First, I want you to think about those times as a student or educator when you felt joyful in a classroom learning experience. My hunch is you recall coursework that you were drawn to or felt a certain competence in. You may also recall that teacher whose passion and love for their subject and their desire to get you to love it pulled you in. As an educator, it is those times when you get to that unit you really love. I’d place a healthy bet that the farther you got into your undergraduate major, the more interesting it all became to you.

Now, think about those times as a student or educator when the opposite was true. It was likely coursework you felt incompetent in, saw no relevance, or had no interest in. It was the teacher who was either as bored with the subject as you or was so interested in being “rigorous” and “tough” that they cared little about having a meaningful relationship with their students.

Let’s tackle a pesky problem that gets scant attention in today’s school reform-based conversations. The fact that many, if not most, high school classes are geared to introduce pre-major students to important theories, concepts, and content so they are “ready” for college. It’s what AP and IB courses do. It’s what advanced courses do. In fact, the only place it may not happen is in remedial courses although it’s usually just a slower and less-deep version of the college-prep curriculum.

Think for a moment about the students you taught in your career. How many went on to major in the subject you taught? As an English teacher, I know of two former students who majored in English in college and there are likely a few more I don’t know about. My colleague who teaches physics says he doesn’t have a single student who went on to major in physics, yet most of the physics he was asked to teach students he didn’t deal with until he was an undergraduate senior or in his postgraduate studies.

Let’s sit with this important fact: the overwhelming majority of the students you teach are not going to major in the subject you’re teaching. This begs an important question: What is the cost of being “rigorous” with standards and content widely focused on preparing students for college curriculum when most of the students staring back at you have no interest in pursuing this content area in college, if they even go to college? I posit that the cost of this approach has been that a great number of students have developed an aversion to the subject and actually try to NOT learn much about it. Think about the number of students who claim to hate math and science, who refuse to read for pleasure, or who get hives at the mention of history. Isn’t it our primary job as educators not to snuff out the love of learning and curiosity in our students?

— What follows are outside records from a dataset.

#[cfg(test)]
mod tests {
    use super::*;
    use crate::components::pixel::PixelType;

    #[test]
    fn swath_lines_align_to_block_height() {
        let src = RasterBand::in_memory(4096, 4096, 256, 256, PixelType::U8).unwrap();
        let dst = RasterBand::in_memory(4096, 4096, 256, 256, PixelType::U8).unwrap();
        let (_, lines) =
            compute_swath_size(&src, &dst, 1, false, false, &CopyOptions::default());
        assert!(lines >= 256);
        assert_eq!(lines % 256, 0);
    }

    #[test]
    fn compressed_dest_rounds_to_dest_blocks() {
        let src = RasterBand::in_memory(8192, 8192, 8192, 1, PixelType::U8).unwrap();
        let dst = RasterBand::in_memory(8192, 8192, 256, 256, PixelType::U8).unwrap();
        let (_, lines) =
            compute_swath_size(&src, &dst, 1, true, false, &CopyOptions::default());
        assert!(lines >= 256);
        assert_eq!(lines % 256, 0);
    }

    #[test]
    fn band_copy_round_trip_with_conversion() {
        let pixels: Vec<u16> = (0..64u16).map(|v| v * 100).collect();
        let src = RasterBand::from_pixels::<u16>(8, 8, 4, 4, &pixels).unwrap();
        let dst = RasterBand::in_memory(8, 8, 8, 2, PixelType::F64).unwrap();
        copy_band_whole_raster(&src, &dst, &CopyOptions::default(), None).unwrap();

        let layout = BufferLayout::packed(8, 8, PixelType::U16);
        let mut buf = vec![0u8; 128];
        dst.raster_io(
            RwFlag::Read,
            Window::full(8, 8),
            &mut buf,
            &layout,
            &mut IoOpts::default(),
        )
        .unwrap();
        let got: Vec<u16> = buf
            .chunks_exact(2)
            .map(|c| u16::from_ne_bytes([c[0], c[1]]))
            .collect();
        assert_eq!(got, pixels);
    }

    #[test]
    fn skip_holes_leaves_destination_untouched() {
        let pixels = vec![7u8; 64];
        let src = RasterBand::from_pixels::<u8>(8, 8, 8, 8, &pixels)
            .unwrap()
            .with_coverage(|_| false);
        let dst = RasterBand::in_memory(8, 8, 8, 8, PixelType::U8).unwrap();
        let opts = CopyOptions {
            skip_holes: true,
            ..Default::default()
        };
        copy_band_whole_raster(&src, &dst, &opts, None).unwrap();

        let layout = BufferLayout::packed(8, 8, PixelType::U8);
        let mut buf = vec![1u8; 64];
        dst.raster_io(
            RwFlag::Read,
            Window::full(8, 8),
            &mut buf,
            &layout,
            &mut IoOpts::default(),
        )
        .unwrap();
        assert!(buf.iter().all(|&v| v == 0));
    }

    #[test]
    fn mixed_type_bands_copy_through_first_band_type() {
        let b0 = RasterBand::from_pixels::<u8>(16, 16, 8, 8, &[3u8; 256]).unwrap();
        let b1 = RasterBand::from_pixels::<f64>(16, 16, 8, 8, &[9.0f64; 256]).unwrap();
        let src = Dataset::new(vec![b0, b1]).unwrap();
        let d0 = RasterBand::in_memory(16, 16, 8, 8, PixelType::U8).unwrap();
        let d1 = RasterBand::in_memory(16, 16, 8, 8, PixelType::F64).unwrap();
        let dst = Dataset::new(vec![d0, d1]).unwrap();

        copy_whole_raster(&src, &dst, &CopyOptions::default(), None).unwrap();

        let layout = BufferLayout::packed(16, 16, PixelType::F64);
        let mut buf = vec![0u8; 256 * 8];
        for (band, expect) in [(0, 3.0f64), (1, 9.0f64)] {
            dst.band(band)
                .raster_io(
                    RwFlag::Read,
                    Window::full(16, 16),
                    &mut buf,
                    &layout,
                    &mut IoOpts::default(),
                )
                .unwrap();
            assert!(buf
                .chunks_exact(8)
                .map(|c| f64::from_ne_bytes(c.try_into().unwrap()))
                .all(|v| v == expect));
        }
    }

    #[test]
    fn dataset_copy_interleaved_matches_source() {
        let b0 = RasterBand::from_pixels::<u8>(16, 16, 8, 8, &[3u8; 256]).unwrap();
        let b1 = RasterBand::from_pixels::<u8>(16, 16, 8, 8, &[9u8; 256]).unwrap();
        let src = Dataset::new(vec![b0, b1])
            .unwrap()
            .with_interleave(Interleave::Pixel);
        let d0 = RasterBand::in_memory(16, 16, 8, 8, PixelType::U8).unwrap();
        let d1 = RasterBand::in_memory(16, 16, 8, 8, PixelType::U8).unwrap();
        let dst = Dataset::new(vec![d0, d1]).unwrap();

        let mut reports = Vec::new();
        let mut progress = |c: f64| {
            reports.push(c);
            true
        };
        copy_whole_raster(
            &src,
            &dst,
            &CopyOptions::default(),
            Some(&mut progress),
        )
        .unwrap();

        let layout = BufferLayout::packed(16, 16, PixelType::U8);
        let mut buf = vec![0u8; 256];
        for (band, expect) in [(0, 3u8), (1, 9u8)] {
            dst.band(band)
                .raster_io(
                    RwFlag::Read,
                    Window::full(16, 16),
                    &mut buf,
                    &layout,
                    &mut IoOpts::default(),
                )
                .unwrap();
            assert!(buf.iter().all(|&v| v == expect));
        }
        assert_eq!(reports.first().copied(), Some(0.0));
        assert_eq!(reports.last().copied(), Some(1.0));
        assert!(reports.windows(2).all(|w| w[0] <= w[1]));
    }

    #[test]
    fn cancelled_copy_reports_interrupted() {
        let src = RasterBand::from_pixels::<u8>(8, 8, 8, 8, &[5u8; 64]).unwrap();
        let dst = RasterBand::in_memory(8, 8, 8, 8, PixelType::U8).unwrap();
        let mut progress = |_c: f64| false;
        let err = copy_band_whole_raster(
            &src,
            &dst,
            &CopyOptions::default(),
            Some(&mut progress),
        )
        .unwrap_err();
        assert!(matches!(err, GridioError::Interrupted));
    }
}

What does a school where its educators stand with the students against the standards look like?

Trace Pickering

As an English teacher who now realizes most of his students won’t go on to major in American Literature, what must I do to help students appreciate and feel like they can engage in literature and reading? I want students to “see” English in their science, math, sports, history, business, etc. I want students to enjoy and be able to draw learning and/or insight from reading whatever it is they enjoy.  And I want that small handful of students who jam on American Literature like me to be able to nerd out to their heart’s content.

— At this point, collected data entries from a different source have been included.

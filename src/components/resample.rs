use log::debug;

use crate::{
    components::{
        band::RasterBand,
        io::IoOpts,
        kernels::{self, ChunkParams},
        mem::MemRaster,
        pixel::PixelType,
        warp::{WarpRequest, WarpTransform},
        window::{BufferLayout, Window},
        words::copy_words,
        RwFlag,
    },
    errors::{GridioError, Result},
};

/// Resampled reads run through a work raster of the band's own type;
/// the caller's layout is applied in a final conversion pass.
///
/// When the fractional window offset divided by the scaling ratio is
/// integral, the work raster sits at that virtual origin (no extra
/// pixels are allocated) and the request is rendered at the shifted
/// coordinates, so that reading a sub-window produces bit-identical
/// pixels to reading the whole raster at the same ratio.
pub(crate) fn raster_io_resampled(
    band: &RasterBand,
    window: Window,
    buf: &mut [u8],
    layout: &BufferLayout,
    opts: &mut IoOpts,
) -> Result<()> {
    let mut x_off = window.x_off as f64;
    let mut y_off = window.y_off as f64;
    let mut x_size = window.x_size as f64;
    let mut y_size = window.y_size as f64;
    if let Some(fw) = opts.float_window {
        x_off = fw.x_off;
        y_off = fw.y_off;
        x_size = fw.x_size;
        y_size = fw.y_size;
    }

    let x_ratio = x_size / layout.width as f64;
    let y_ratio = y_size / layout.height as f64;

    let dest_x_off = x_off / x_ratio;
    let mut has_x_virtual = false;
    let mut x_virtual = 0usize;
    if (dest_x_off - (dest_x_off + 0.5).floor()).abs() < 1e-8 {
        has_x_virtual = true;
        x_off = window.x_off as f64;
        x_virtual = (dest_x_off + 0.5) as usize;
    }

    let dest_y_off = y_off / y_ratio;
    let mut has_y_virtual = false;
    let mut y_virtual = 0usize;
    if (dest_y_off - (dest_y_off + 0.5).floor()).abs() < 1e-8 {
        has_y_virtual = true;
        y_off = window.y_off as f64;
        y_virtual = (dest_y_off + 0.5) as usize;
    }

    let mut work = MemRaster::new(layout.width, layout.height, band.pixel_type())?
        .with_origin(x_virtual, y_virtual);

    if band.pixel_type().is_complex() {
        let Some(warper) = band.warper().cloned() else {
            return Err(GridioError::Unsupported(
                "filtered resampling of a complex band requires a warp delegate".into(),
            ));
        };
        let req = WarpRequest {
            dst_x_off: x_virtual,
            dst_y_off: y_virtual,
            dst_width: layout.width,
            dst_height: layout.height,
            transform: WarpTransform {
                x_off: if has_x_virtual { 0.0 } else { x_off },
                y_off: if has_y_virtual { 0.0 } else { y_off },
                x_ratio_dst_to_src: x_ratio,
                y_ratio_dst_to_src: y_ratio,
            },
            resample: opts.resample,
            nodata: band.nodata(),
        };
        match opts.progress.as_mut() {
            Some(p) => warper.chunk_and_warp(band, &mut work, &req, Some(&mut **p))?,
            None => warper.chunk_and_warp(band, &mut work, &req, None)?,
        }
    } else {
        resample_chunked(
            band, window, layout, opts, x_off, y_off, x_ratio, y_ratio, has_x_virtual,
            has_y_virtual, x_virtual, y_virtual, &mut work,
        )?;
    }

    // Apply the caller's type and strides.
    let band_bytes = band.pixel_bytes();
    for y in 0..layout.height {
        copy_words(
            work.row(y + y_virtual),
            band.pixel_type(),
            band_bytes,
            &mut buf[y * layout.line_stride..],
            layout.pixel_type,
            layout.pixel_stride,
            layout.width,
        );
    }
    Ok(())
}

/// Largest padded source chunk read in one piece, in pixels.
const MAX_CHUNK_PIXELS: usize = 1024 * 1024;

#[allow(clippy::too_many_arguments)]
fn resample_chunked(
    band: &RasterBand,
    window: Window,
    layout: &BufferLayout,
    opts: &mut IoOpts,
    x_off: f64,
    y_off: f64,
    x_ratio: f64,
    y_ratio: f64,
    has_x_virtual: bool,
    has_y_virtual: bool,
    x_virtual: usize,
    y_virtual: usize,
    work: &mut MemRaster,
) -> Result<()> {
    let radius = kernels::kernel_radius(opts.resample);
    let nodata = band.nodata().map(|v| v as f32);
    let fill = nodata.unwrap_or(0.0);

    // Shrink the destination block until its padded source chunk fits
    // the budget.
    let mut dst_block_w = layout.width;
    let mut dst_block_h = layout.height;
    let mut chunk_w;
    let mut chunk_h;
    loop {
        chunk_w = (3 + (dst_block_w as f64 * x_ratio) as usize).min(band.width());
        chunk_h = (3 + (dst_block_h as f64 * y_ratio) as usize).min(band.height());
        if (dst_block_w == 1 && dst_block_h == 1) || chunk_w * chunk_h <= MAX_CHUNK_PIXELS {
            break;
        }
        // Full-width requests against full-width blocks chunk by
        // height so each pass stays block aligned.
        if chunk_w >= window.x_size && window.x_size == band.block_width() && dst_block_h > 1 {
            dst_block_h /= 2;
        } else if dst_block_w > 1 && (chunk_w > chunk_h || dst_block_h == 1) {
            dst_block_w /= 2;
        } else {
            dst_block_h /= 2;
        }
    }

    debug!(
        "resample_chunked(): {dst_block_w}x{dst_block_h} destination blocks, \
         {chunk_w}x{chunk_h} source chunks"
    );

    let ovr_x_factor = ((0.5 + x_ratio) as usize).max(1);
    let ovr_y_factor = ((0.5 + y_ratio) as usize).max(1);
    let pad_x = radius * ovr_x_factor;
    let pad_y = radius * ovr_y_factor;
    let queried_w = (chunk_w + 2 * pad_x).min(band.width());
    let queried_h = (chunk_h + 2 * pad_y).min(band.height());

    let mut chunk = vec![0f32; queried_w * queried_h];
    let use_mask = band.mask().is_some();
    let mut mask_chunk = if use_mask {
        vec![0u8; queried_w * queried_h]
    } else {
        Vec::new()
    };

    let total_blocks =
        layout.width.div_ceil(dst_block_w) * layout.height.div_ceil(dst_block_h);
    let mut blocks_done = 0usize;

    let mut dst_y = 0;
    while dst_y < layout.height {
        let dst_y_count = dst_block_h.min(layout.height - dst_y);

        let chunk_y = window.y_off + (dst_y as f64 * y_ratio) as usize;
        let chunk_y2 = (window.y_off
            + 1
            + ((dst_y + dst_y_count) as f64 * y_ratio).ceil() as usize)
            .min(band.height());
        let y_count = chunk_y2 - chunk_y;

        let mut qy_off = chunk_y as isize - pad_y as isize;
        let mut qy_size = y_count + 2 * pad_y;
        if qy_off < 0 {
            qy_size = (qy_size as isize + qy_off) as usize;
            qy_off = 0;
        }
        let qy_off = qy_off as usize;
        let qy_size = qy_size.min(band.height() - qy_off);

        let mut dst_x = 0;
        while dst_x < layout.width {
            let dst_x_count = dst_block_w.min(layout.width - dst_x);

            let chunk_x = window.x_off + (dst_x as f64 * x_ratio) as usize;
            let chunk_x2 = (window.x_off
                + 1
                + ((dst_x + dst_x_count) as f64 * x_ratio).ceil() as usize)
                .min(band.width());
            let x_count = chunk_x2 - chunk_x;

            let mut qx_off = chunk_x as isize - pad_x as isize;
            let mut qx_size = x_count + 2 * pad_x;
            if qx_off < 0 {
                qx_size = (qx_size as isize + qx_off) as usize;
                qx_off = 0;
            }
            let qx_off = qx_off as usize;
            let qx_size = qx_size.min(band.width() - qx_off);

            let queried = Window::new(qx_off, qy_off, qx_size, qy_size);
            let chunk_layout = BufferLayout::packed(qx_size, qy_size, PixelType::F32);
            let chunk_bytes = qx_size * qy_size * 4;
            band.raster_io(
                RwFlag::Read,
                queried,
                &mut f32_bytes_mut(&mut chunk)[..chunk_bytes],
                &chunk_layout,
                &mut IoOpts::default(),
            )?;

            let mut skip_resample = false;
            let mut mask_uniform_opaque = false;
            if use_mask {
                if let Some(mask_band) = band.mask() {
                    let mask_layout = BufferLayout::packed(qx_size, qy_size, PixelType::U8);
                    mask_band.raster_io(
                        RwFlag::Read,
                        queried,
                        &mut mask_chunk[..qx_size * qy_size],
                        &mask_layout,
                        &mut IoOpts::default(),
                    )?;
                }

                let samples = &mask_chunk[..qx_size * qy_size];
                let first = samples[0];
                if samples.iter().all(|&v| v == first) {
                    if first == 0 {
                        // Fully transparent chunk: fill and move on.
                        for j in 0..dst_y_count {
                            for i in 0..dst_x_count {
                                work.set_real(
                                    dst_x + x_virtual + i,
                                    dst_y + y_virtual + j,
                                    fill as f64,
                                );
                            }
                        }
                        skip_resample = true;
                    } else {
                        mask_uniform_opaque = true;
                    }
                }
            }

            if !skip_resample {
                let params = ChunkParams {
                    x_ratio,
                    y_ratio,
                    x_delta: x_off - window.x_off as f64,
                    y_delta: y_off - window.y_off as f64,
                    chunk: &chunk[..qx_size * qy_size],
                    mask: if use_mask && !mask_uniform_opaque {
                        Some(&mask_chunk[..qx_size * qy_size])
                    } else {
                        None
                    },
                    chunk_x_off: qx_off as isize
                        - if has_x_virtual { 0 } else { window.x_off as isize },
                    chunk_width: qx_size,
                    chunk_y_off: qy_off as isize
                        - if has_y_virtual { 0 } else { window.y_off as isize },
                    chunk_height: qy_size,
                    dst_x_start: dst_x + x_virtual,
                    dst_x_end: dst_x + x_virtual + dst_x_count,
                    dst_y_start: dst_y + y_virtual,
                    dst_y_end: dst_y + y_virtual + dst_y_count,
                    nodata,
                };
                kernels::resample_chunk(opts.resample, &params, work);
            }

            blocks_done += 1;
            if let Some(progress) = opts.progress.as_mut() {
                if !progress(blocks_done as f64 / total_blocks as f64) {
                    return Err(GridioError::Interrupted);
                }
            }

            dst_x += dst_x_count;
        }
        dst_y += dst_y_count;
    }
    Ok(())
}

/// View of an `f32` slice as native-endian bytes.
fn f32_bytes_mut(values: &mut [f32]) -> &mut [u8] {
    unsafe {
        std::slice::from_raw_parts_mut(
            values.as_mut_ptr().cast::<u8>(),
            std::mem::size_of_val(values),
        )
    }
}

As a science teacher, don’t I want a classroom full of students who know enough science to ask good questions and know how to make informed opinions by discerning good research and data from the bad? Don’t I want them all to understand that science impacts us all every day? Like the science behind a delicious and healthy meal, the consequences of maintaining the standard of a beautiful suburban lawn, and understanding why global warming is a thing?

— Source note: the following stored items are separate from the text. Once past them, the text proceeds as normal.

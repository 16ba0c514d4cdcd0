pub type Result<T> = std::result::Result<T, GridioError>;

#[derive(thiserror::Error, Debug)]
pub enum GridioError {
    #[error("Request interrupted by caller")]
    Interrupted,
    #[error("Could not acquire block at column {col}, row {row}")]
    BlockAcquire { col: usize, row: usize },
    #[error("Buffer allocation of {0} bytes failed")]
    Allocation(usize),
    #[error("Unsupported operation: {0}")]
    Unsupported(String),
    #[error("A dirty block failed to flush during a previous request: {0}")]
    PendingFlush(String),
    #[error("Window ({x_off},{y_off}) {x_size}x{y_size} exceeds raster extent {width}x{height}")]
    WindowOutOfBounds {
        x_off: usize,
        y_off: usize,
        x_size: usize,
        y_size: usize,
        width: usize,
        height: usize,
    },
    #[error("Source and destination sizes or band counts do not match")]
    SizeMismatch,
    #[error("Invalid block size")]
    InvalidBlockSize,
    #[error("Buffer of {got} bytes too small for layout needing {needed}")]
    BufferTooSmall { got: usize, needed: usize },
    #[error("Storage error: {0}")]
    Storage(String),
}

impl GridioError {
    /// Caller-driven cancellation, as opposed to a resource failure.
    pub fn is_interrupt(&self) -> bool {
        matches!(self, GridioError::Interrupted)
    }
}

Too many school-based reform efforts continue to have educators implicitly standing with the standards against the students. Pivot your perspective for a moment to the opposite. What does a school where its educators stand with the students against the standards look like?

So what’s the first possible step? Talk to the students. Figure out their current perceptions about your subject. Like what many of you had to do during the pandemic, find out what it is you really want every student to walk away knowing. Those things that every student needs to know no matter their future path? Now, gear your classroom to those students and help them meet standards best aligned to what you want for them. Be honest about the standards that exist purely to prepare pre-majors and make sure your students understand this. Give meaningful and deep work to that handful of students planning to use your discipline in a college major. This may actually be the most positive step towards truly personalized learning you can take.

What will you end up with? A more joyful teaching and learning experience and students who come to place a higher value on the important elements of your discipline in their lives.

Trace Pickering

Trace Pickering is a former Senior Fellow for Getting Smart and Co-Founder of Iowa BIG.